Insulin resistance deregulates the genes, enzymes, and proteins necessary for the steroidogenic machinery, ultimately impairing follicle formation and ovulation [39], and our findings in NAFLD animals on an HFD validated that steroidogenesis was altered. We detected a decrease in insulin resistance in animals fed with a vinegar-containing HFD. This may be because of weight loss, as Shah et al. have shown in clincal research that branched-chain amino acid levels are linked to improved insulin resistance following weight loss [40]. In HFD-induced NAFLD, we detected an increase in serum testosterone levels in conjunction with obesity. Previous research has suggested that hyperandrogenism, a distinctive characteristic of PCOS, may contribute independently to the development of NAFLD in women with PCOS [17]. Possibly, an earlier study discovered that obese women with PCOS had considerably greater total serum testosterone levels than non-obese women with PCOS [41]. However, Tsai et al., demonstrated that in the PCOS group, blood testosterone levels were not substantially different between obese and non-obese subjects [42].

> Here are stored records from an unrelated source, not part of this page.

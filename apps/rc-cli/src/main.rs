//! # rulecard
//!
//! Command-line interface for the Rule Card compiler.
//!
//! - `rulecard validate` — check every card (and the manifest, if present)
//! - `rulecard compile` — build and write one package per agent
//! - `rulecard verify` — re-check written packages and report drift
//! - `rulecard list` — show which cards each agent receives
//!
//! The report goes to stdout, logs go to stderr. Any error exits nonzero.

mod commands;

use std::path::PathBuf;

use clap::{Parser, Subcommand, ValueEnum};
use rc_compiler::CompilerConfig;
use tracing_subscriber::EnvFilter;

/// Rule Card compiler: validated security rules in, agent packages out.
#[derive(Parser)]
#[command(name = "rulecard", version, about)]
struct Cli {
    /// Project root directory (defaults to current directory).
    #[arg(long, default_value = ".")]
    project_root: PathBuf,

    /// Debug-level logging for rulecard crates.
    #[arg(short, long, global = true)]
    verbose: bool,

    /// Log line format on stderr.
    #[arg(long, value_enum, default_value_t = LogFormat::Text, global = true)]
    log_format: LogFormat,

    #[command(subcommand)]
    command: Commands,
}

#[derive(Clone, Copy, PartialEq, Eq, ValueEnum)]
enum LogFormat {
    Text,
    Json,
}

#[derive(Subcommand)]
enum Commands {
    /// Validate cards and resolve the manifest without writing anything.
    Validate {
        #[command(flatten)]
        build: commands::BuildArgs,
    },
    /// Compile every agent package (all or nothing).
    Compile {
        #[command(flatten)]
        build: commands::BuildArgs,
        /// Build date as RFC 3339 (defaults to SOURCE_DATE_EPOCH, then now).
        #[arg(long)]
        build_date: Option<String>,
        /// Explicit package version instead of the timestamp version.
        #[arg(long)]
        package_version: Option<String>,
    },
    /// Verify compiled packages (files or directories of packages).
    Verify {
        /// Package files, or directories containing them.
        #[arg(required = true)]
        packages: Vec<PathBuf>,
        /// Compare against the cards in this directory to report drift.
        #[arg(long)]
        rules_dir: Option<PathBuf>,
        /// Also re-run each agent's selector from this manifest to report
        /// cards that are newly selected or no longer selected.
        #[arg(long, requires = "rules_dir")]
        manifest: Option<PathBuf>,
    },
    /// List each agent's rules and any orphaned cards.
    List {
        #[command(flatten)]
        build: commands::BuildArgs,
    },
}

fn init_tracing(verbose: bool, format: LogFormat) -> anyhow::Result<()> {
    let level = if verbose { "debug" } else { "info" };
    let mut filter = EnvFilter::from_default_env();
    for target in ["rc_cards", "rc_manifest", "rc_compiler", "rulecard"] {
        filter = filter.add_directive(format!("{}={}", target, level).parse()?);
    }

    let builder = tracing_subscriber::fmt()
        .with_env_filter(filter)
        .with_writer(std::io::stderr)
        .with_ansi(false);
    match format {
        LogFormat::Text => builder.init(),
        LogFormat::Json => builder.json().init(),
    }
    Ok(())
}

fn main() -> anyhow::Result<()> {
    let cli = Cli::parse();
    init_tracing(cli.verbose, cli.log_format)?;

    let project_root = cli.project_root.canonicalize().unwrap_or(cli.project_root);
    let config = CompilerConfig::for_project(&project_root)?;

    match &cli.command {
        Commands::Validate { build } => commands::build::validate(&config, build, cli.verbose),
        Commands::Compile {
            build,
            build_date,
            package_version,
        } => commands::build::compile(
            &config,
            build,
            build_date.as_deref(),
            package_version.as_deref(),
            cli.verbose,
        ),
        Commands::Verify {
            packages,
            rules_dir,
            manifest,
        } => commands::verify::execute(packages, rules_dir.as_deref(), manifest.as_deref()),
        Commands::List { build } => commands::list::execute(&config, build),
    }
}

In this study disruption of folliculogenesis and steroidogenesis in NAFLD animals may be a result of ovarian kisspeptin changes, which our analysis corroborated. We found a decrease in ovarian kisspeptin expression in NAFLD rats. Kisspeptin is a novel hypothalamic peptide that enhances endogenous GnRH release [7]. Both kisspeptin and its receptor are localized in the stroma of the GnRH neurons in the preoptic area and also in axon terminals in median eminence [43]. Additionally, the presence of kisspeptin and its roles have been shown in peripheral organs such as the ovary and testis [43,44,45]. Kisspeptin has been found in the ovary both in rats and in humans [43, 44]. Administration of kisspeptin in aging rats resulted in an increase in corpus luteum and folliculogenesis [43, 44].

Female rats exposed to an HFD had a similar long-term effect on reproductive function, including earlier onset of puberty and disruption of estrous cyclicity during puberty and maturity [10]. Kisspeptin has been implicated in the control of ovarian steroidogenesis and folliculogenesis [46].

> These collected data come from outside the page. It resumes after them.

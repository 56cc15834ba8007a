// selector.rs — Rule selectors: which cards belong to an agent.
//
// A selector is a union of matchers over a card's `scope` and id category.
// Each matcher kind is explicit so resolution never depends on ad hoc
// string comparison:
//
//   scopes:          exact scope match        ("dockerfile")
//   scope_prefixes:  scope starts with        ("backend:")
//   scope_globs:     glob over the scope      ("k8s:*")
//   categories:      first id segment equals  ("AUTH" for AUTH-PW-001)
//
// Glob patterns are compiled once at manifest load. An invalid pattern is a
// manifest error, never a silent non-match.

use glob::Pattern;
use rc_cards::RuleCard;
use serde::{Deserialize, Serialize};

/// The YAML form of a selector.
#[derive(Debug, Clone, Default, Serialize, Deserialize, PartialEq, Eq)]
#[serde(deny_unknown_fields)]
pub struct SelectorSpec {
    #[serde(default)]
    pub scopes: Vec<String>,
    #[serde(default)]
    pub scope_prefixes: Vec<String>,
    #[serde(default)]
    pub scope_globs: Vec<String>,
    #[serde(default)]
    pub categories: Vec<String>,
}

/// A single predicate over a card.
#[derive(Debug, Clone, PartialEq, Eq)]
pub enum ScopeMatcher {
    Exact(String),
    Prefix(String),
    Glob(Pattern),
    Category(String),
}

impl ScopeMatcher {
    pub fn matches(&self, card: &RuleCard) -> bool {
        match self {
            ScopeMatcher::Exact(scope) => card.scope == *scope,
            ScopeMatcher::Prefix(prefix) => card.scope.starts_with(prefix.as_str()),
            ScopeMatcher::Glob(pattern) => pattern.matches(&card.scope),
            ScopeMatcher::Category(category) => card.category() == category,
        }
    }
}

impl std::fmt::Display for ScopeMatcher {
    fn fmt(&self, f: &mut std::fmt::Formatter<'_>) -> std::fmt::Result {
        match self {
            ScopeMatcher::Exact(scope) => write!(f, "scope == {:?}", scope),
            ScopeMatcher::Prefix(prefix) => write!(f, "scope starts with {:?}", prefix),
            ScopeMatcher::Glob(pattern) => write!(f, "scope ~ {:?}", pattern.as_str()),
            ScopeMatcher::Category(category) => write!(f, "category == {:?}", category),
        }
    }
}

/// A compiled selector: a card matches when any matcher does.
#[derive(Debug, Clone, PartialEq, Eq)]
pub struct RuleSelector {
    matchers: Vec<ScopeMatcher>,
}

impl RuleSelector {
    /// Compile a selector spec. Returns one message per invalid entry,
    /// keyed by field path.
    pub fn compile(spec: &SelectorSpec) -> Result<Self, Vec<(String, String)>> {
        let mut matchers = Vec::new();
        let mut problems = Vec::new();

        for (_, scope) in non_empty_entries("scopes", &spec.scopes, &mut problems) {
            matchers.push(ScopeMatcher::Exact(scope));
        }
        for (_, prefix) in non_empty_entries("scope_prefixes", &spec.scope_prefixes, &mut problems) {
            matchers.push(ScopeMatcher::Prefix(prefix));
        }
        for (i, glob) in non_empty_entries("scope_globs", &spec.scope_globs, &mut problems) {
            match Pattern::new(&glob) {
                Ok(pattern) => matchers.push(ScopeMatcher::Glob(pattern)),
                Err(e) => problems.push((
                    format!("scope_globs[{}]", i),
                    format!("invalid glob '{}': {}", glob, e),
                )),
            }
        }
        for (_, category) in non_empty_entries("categories", &spec.categories, &mut problems) {
            matchers.push(ScopeMatcher::Category(category));
        }

        if matchers.is_empty() && problems.is_empty() {
            problems.push((
                "rule_selector".to_string(),
                "selector has no matchers; add scopes, scope_prefixes, scope_globs, or categories"
                    .to_string(),
            ));
        }

        if problems.is_empty() {
            Ok(Self { matchers })
        } else {
            Err(problems)
        }
    }

    pub fn matches(&self, card: &RuleCard) -> bool {
        self.matchers.iter().any(|m| m.matches(card))
    }

    pub fn matchers(&self) -> &[ScopeMatcher] {
        &self.matchers
    }
}

/// Trimmed, non-empty entries with their original index. Blank entries are
/// recorded as problems.
fn non_empty_entries(
    field: &str,
    values: &[String],
    problems: &mut Vec<(String, String)>,
) -> Vec<(usize, String)> {
    let mut out = Vec::with_capacity(values.len());
    for (i, value) in values.iter().enumerate() {
        let trimmed = value.trim();
        if trimmed.is_empty() {
            problems.push((format!("{}[{}]", field, i), "must not be empty".to_string()));
        } else {
            out.push((i, trimmed.to_string()));
        }
    }
    out
}

impl std::fmt::Display for RuleSelector {
    fn fmt(&self, f: &mut std::fmt::Formatter<'_>) -> std::fmt::Result {
        let parts: Vec<String> = self.matchers.iter().map(|m| m.to_string()).collect();
        write!(f, "{}", parts.join(" || "))
    }
}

Kisspeptin expression in the ovary was decreased in the NAFLD groups in our study. Kisspeptin also is important in regulating metabolic processes [44]. Both of these are done directly via the effect on kisspeptin receptors in the ovaries, brain, pancreas, or brown adipose tissue. Kisspeptin also can regulate metabolic processes indirectly via gonadal hormones [44, 47,48,49]. Previously, it was established that elevated plasma TGs are related to decreased kisspeptin levels in obese rats [47]. In obese people, a high body mass index (BMI) is associated with a high serum TG level [48]. Indeed, kisspeptin and BMI have a negative association. Additionally, obese female individuals have lower kisspeptin concentrations than non-obese female participants [49]. Reduced kisspeptin concentrations in obese people are almost certainly correlated with problems associated with alterations in the sex hormones that regulate obesity and puberty [49].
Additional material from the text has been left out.